News Brief by Alice Chan
Doctors treating patients diagnosed with cardiovascular diseases may look forward to implementing new treatment approaches derived from a recent discovery of a new, neural pathway to the brain. Researchers at the University Of Maryland School Of Medicine, Dr. John Hamlyn and Dr. Mordecai Blaustein, and the Ottawa Heart Institute, Dr. Frans Leenen, completed a research study in which they discovered a connection between the brain and increased blood pressure involving a steroid known as ouabain (pronounced as wah-bain). Dr. Hamlyn and Dr. Blaustein initially discovered ouabain more than twenty years ago. Since then, medical knowledge on cardiovascular diseases has expanded, as scientists know that the brain’s electrical impulses travel to the peripheral arteries through nerves in the sympathetic system and that people with high blood pressure and heart failure tend to have an overactive sympathetic nervous system. Although current medications are designed to decrease activity in the sympathetic nervous system, they also increase the risk of grave side effects, including fatigue, dizziness, and erectile dysfunction.

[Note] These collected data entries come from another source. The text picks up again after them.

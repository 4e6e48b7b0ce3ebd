//! Command-line interface definition.

use std::path::PathBuf;

use clap::{Parser, Subcommand};

/// eventsync - Keep site events and a calendar in step
#[derive(Debug, Parser)]
#[command(name = "eventsync")]
#[command(author, version, about, long_about = None)]
pub struct Cli {
    /// Path to configuration file
    #[arg(long, short, env = "EVENTSYNC_CONFIG")]
    pub config: Option<PathBuf>,

    /// Enable debug output
    #[arg(long, short = 'v')]
    pub debug: bool,

    /// Path to the event store, overriding the configuration
    #[arg(long, env = "EVENTSYNC_STORE")]
    pub store: Option<PathBuf>,

    #[command(subcommand)]
    pub command: Command,
}

/// Available commands.
#[derive(Debug, Subcommand)]
pub enum Command {
    /// Run one pull cycle and print the counts
    Pull,

    /// Pull on a schedule until interrupted
    Run,

    /// Save an event from a JSON draft file
    Save {
        /// Draft file (`-` reads stdin)
        draft: PathBuf,
    },

    /// List stored events
    List {
        /// Output as JSON
        #[arg(long)]
        json: bool,
    },

    /// Configuration commands
    Config {
        #[command(subcommand)]
        action: ConfigAction,
    },
}

/// Configuration actions.
#[derive(Debug, Subcommand)]
pub enum ConfigAction {
    /// Dump current configuration
    Dump,

    /// Validate configuration
    Validate,

    /// Show configuration file path
    Path,
}
//! Error types for remote calendar operations.

use std::fmt;
use thiserror::Error;

/// The category of a provider error.
///
/// Used by the push worker to decide whether a failed delivery is retried.
#[derive(Debug, Clone, Copy, PartialEq, Eq, Hash)]
pub enum ProviderErrorCode {
    /// Credentials are missing, invalid or expired.
    AuthenticationFailed,
    /// The credentials lack access to the calendar.
    AuthorizationFailed,
    /// Connection failed, timed out, or the body could not be read.
    NetworkError,
    /// Too many requests.
    RateLimited,
    /// The service returned a 5xx status.
    ServerError,
    /// The response could not be parsed.
    InvalidResponse,
    /// The calendar or event does not exist.
    NotFound,
    /// An event with the requested id already exists.
    Conflict,
    /// The request was rejected as malformed.
    BadRequest,
    /// Missing or invalid local configuration.
    ConfigurationError,
}

impl ProviderErrorCode {
    /// Returns true if this error is transient and the operation may be retried.
    pub fn is_retryable(&self) -> bool {
        matches!(
            self,
            Self::NetworkError | Self::RateLimited | Self::ServerError
        )
    }

    pub fn as_str(&self) -> &'static str {
        match self {
            Self::AuthenticationFailed => "authentication_failed",
            Self::AuthorizationFailed => "authorization_failed",
            Self::NetworkError => "network_error",
            Self::RateLimited => "rate_limited",
            Self::ServerError => "server_error",
            Self::InvalidResponse => "invalid_response",
            Self::NotFound => "not_found",
            Self::Conflict => "conflict",
            Self::BadRequest => "bad_request",
            Self::ConfigurationError => "configuration_error",
        }
    }
}

impl fmt::Display for ProviderErrorCode {
    fn fmt(&self, f: &mut fmt::Formatter<'_>) -> fmt::Result {
        write!(f, "{}", self.as_str())
    }
}

/// An error that occurred while talking to a remote calendar.
#[derive(Debug, Error)]
pub struct ProviderError {
    code: ProviderErrorCode,
    message: String,
    /// The provider that generated this error (e.g. "google").
    provider: Option<String>,
    #[source]
    source: Option<Box<dyn std::error::Error + Send + Sync>>,
}

impl ProviderError {
    pub fn new(code: ProviderErrorCode, message: impl Into<String>) -> Self {
        Self {
            code,
            message: message.into(),
            provider: None,
            source: None,
        }
    }

    pub fn authentication(message: impl Into<String>) -> Self {
        Self::new(ProviderErrorCode::AuthenticationFailed, message)
    }

    pub fn authorization(message: impl Into<String>) -> Self {
        Self::new(ProviderErrorCode::AuthorizationFailed, message)
    }

    pub fn network(message: impl Into<String>) -> Self {
        Self::new(ProviderErrorCode::NetworkError, message)
    }

    pub fn rate_limited(message: impl Into<String>) -> Self {
        Self::new(ProviderErrorCode::RateLimited, message)
    }

    pub fn server(message: impl Into<String>) -> Self {
        Self::new(ProviderErrorCode::ServerError, message)
    }

    pub fn invalid_response(message: impl Into<String>) -> Self {
        Self::new(ProviderErrorCode::InvalidResponse, message)
    }

    pub fn not_found(message: impl Into<String>) -> Self {
        Self::new(ProviderErrorCode::NotFound, message)
    }

    pub fn conflict(message: impl Into<String>) -> Self {
        Self::new(ProviderErrorCode::Conflict, message)
    }

    pub fn bad_request(message: impl Into<String>) -> Self {
        Self::new(ProviderErrorCode::BadRequest, message)
    }

    pub fn configuration(message: impl Into<String>) -> Self {
        Self::new(ProviderErrorCode::ConfigurationError, message)
    }

    /// Sets the provider name for this error.
    pub fn with_provider(mut self, provider: impl Into<String>) -> Self {
        self.provider = Some(provider.into());
        self
    }

    /// Sets the source error for this error.
    pub fn with_source<E>(mut self, source: E) -> Self
    where
        E: std::error::Error + Send + Sync + 'static,
    {
        self.source = Some(Box::new(source));
        self
    }

    pub fn code(&self) -> ProviderErrorCode {
        self.code
    }

    pub fn message(&self) -> &str {
        &self.message
    }

    pub fn provider(&self) -> Option<&str> {
        self.provider.as_deref()
    }

    /// Returns true if this error is transient and may be retried.
    pub fn is_retryable(&self) -> bool {
        self.code.is_retryable()
    }
}

impl fmt::Display for ProviderError {
    fn fmt(&self, f: &mut fmt::Formatter<'_>) -> fmt::Result {
        if let Some(ref provider) = self.provider {
            write!(f, "[{}] ", provider)?;
        }
        write!(f, "{}: {}", self.code, self.message)
    }
}

/// A specialized Result type for provider operations.
pub type ProviderResult<T> = Result<T, ProviderError>;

In the present study, the research team located and explored a pathway connecting the brain to ouabain’s effects upon proteins that manage arterial calcium and contraction. The team concluded two major points, that ouabain causes arteries to become more sensitive to sympathetic stimulation and enhances artery constriction, which leads to chronic hypertension.
Dr. Blaustein, who has been studying ouabain since 1977, believes that there is large potential for applying these findings into developing medications that counter ouabain’s effects. In their manuscript to Public Library of Science One, he and his team suggest alternative methods to treat high blood pressure and heart failure. Ultimately, advanced drugs and treatment strategies may help improve the standard of living for individuals living with cardiovascular illnesses.
University of Maryland Medical Center. "New pathway linking the brain to high blood pressure identified." ScienceDaily. ScienceDaily, 2 October 2014.